* _Assigned task_:
Go through the entries below and count the lines where the word "super" appears; give only the count.

[Opening Data listing section]

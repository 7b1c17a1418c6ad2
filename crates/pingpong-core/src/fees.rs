/// Replacement fees for a stale pong (spec §4.E "Fee-bump algorithm").
#[derive(Debug, Clone, Copy, PartialEq, Eq)]
pub struct BumpedFees {
    pub max_fee:      u128,
    pub priority_fee: u128
}

/// Pure, bit-exact fee-bump calculation. Returns `None` when the stale
/// transaction's fees already meet or exceed the current estimate — no
/// replacement is needed.
pub fn calculate_bump_fees(
    tx_max_fee: u128,
    tx_priority_fee: u128,
    current_max_fee: u128,
    current_priority_fee: u128
) -> Option<BumpedFees> {
    if tx_max_fee >= current_max_fee && tx_priority_fee >= current_priority_fee {
        return None;
    }

    let new_priority = current_priority_fee.max(tx_priority_fee);
    let base_fee = (current_max_fee - current_priority_fee) / 2;
    let adjusted_max = 2 * base_fee + new_priority;
    let min_replacement = tx_max_fee + (tx_max_fee * 10 + 99) / 100;
    let new_max = adjusted_max.max(min_replacement).max(current_max_fee);

    Some(BumpedFees { max_fee: new_max, priority_fee: new_priority })
}

#[cfg(test)]
mod tests {
    use super::*;

    #[test]
    fn ten_percent_floor_binds() {
        let bumped = calculate_bump_fees(11, 3, 12, 6).unwrap();
        assert_eq!(bumped, BumpedFees { max_fee: 13, priority_fee: 6 });
    }

    #[test]
    fn already_ahead_needs_no_replacement() {
        assert_eq!(calculate_bump_fees(20, 10, 12, 6), None);
    }

    #[test]
    fn equal_fees_need_no_replacement() {
        assert_eq!(calculate_bump_fees(12, 6, 12, 6), None);
    }

    #[test]
    fn adjusted_max_can_dominate_min_replacement() {
        // current fees jumped a lot since the stale tx was built.
        let bumped = calculate_bump_fees(10, 1, 100, 50).unwrap();
        assert_eq!(bumped.priority_fee, 50);
        assert!(bumped.max_fee >= 100);
    }
}
use alloy_primitives::B256;
use thiserror::Error;

#[derive(Error, Debug)]
pub enum GatewayError {
    #[error("rpc call to provider '{provider}' failed: {source}")]
    Rpc {
        provider: String,
        #[source]
        source:   alloy_transport::TransportError
    },
    #[error("no providers are configured")]
    NoProvidersConfigured,
    #[error("fee data has not been refreshed yet")]
    FeeDataUnavailable,
    #[error("transaction {0} could not be decoded from the mempool response")]
    MalformedMempoolTransaction(B256),
    #[error("wallet signer error: {0}")]
    Signer(#[from] alloy_signer::Error),
    #[error("invalid private key: {0}")]
    InvalidPrivateKey(String),
    #[error("unknown mempool provider '{0}'")]
    UnknownProvider(String)
}
use pingpong_gateway::FeeData;
use pingpong_store::PongIssuedFields;
use tracing::debug;

use super::{now_secs, Executor};
use crate::{error::CoreError, fees::calculate_bump_fees};

impl Executor {
    /// Component E (spec §4.E): reconciles `PongIssued` exchanges that
    /// have been unconfirmed for longer than `STALE_PONG_TIMEOUT_MINUTES`.
    pub(crate) async fn process_stale_pongs(&self) -> Result<(), CoreError> {
        let now = now_secs();
        let stale = self
            .store
            .get_stale_pong_issued_exchanges(now, self.config.stale_pong_timeout_secs())?;
        if stale.is_empty() {
            return Ok(());
        }

        self.gateway.refresh_fee_data().await?;
        let current_fees = self.gateway.current_fee_data().ok_or(CoreError::FeeDataUnavailable)?;

        for exchange in stale {
            let (ping_hash, ping_block, pong_hash, _pong_nonce, _pong_timestamp) =
                exchange.as_pong_issued().expect("get_stale_pong_issued_exchanges only returns PongIssued records");

            match self.gateway.search_mempool_transaction(pong_hash).await? {
                None => {
                    // Dropped from every mempool we can see: resubmit with a fresh nonce.
                    let nonce = self.gateway.wallet_nonce().await?;
                    let new_pong_hash = self.gateway.pong(ping_hash, Some(nonce)).await?;
                    self.store.put_pong_issued(PongIssuedFields {
                        ping_hash,
                        ping_block,
                        pong_hash: new_pong_hash,
                        pong_nonce: nonce,
                        pong_timestamp: None
                    })?;
                }
                Some(hit) if hit.tx.block_number.is_some() => {
                    // Actually mined; the next processPongs pass will complete it.
                }
                Some(hit) => {
                    match calculate_bump_fees(
                        hit.tx.max_fee_per_gas,
                        hit.tx.max_priority_fee_per_gas,
                        current_fees.max_fee,
                        current_fees.priority_fee
                    ) {
                        None => {
                            debug!(%ping_hash, "stale pong's fees already meet the current estimate");
                        }
                        Some(bumped) => {
                            let new_fees = FeeData { max_fee: bumped.max_fee, priority_fee: bumped.priority_fee };
                            self.gateway
                                .bump_transaction_fees(&hit.tx, new_fees, &hit.provider_name)
                                .await?;
                            self.store.put_pong_issued(PongIssuedFields {
                                ping_hash,
                                ping_block,
                                pong_hash,
                                pong_nonce: hit.tx.nonce,
                                pong_timestamp: Some(now_secs())
                            })?;
                        }
                    }
                }
            }
        }

        Ok(())
    }
}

[Closing Data listing section]

* _Answer to the exercise_:
2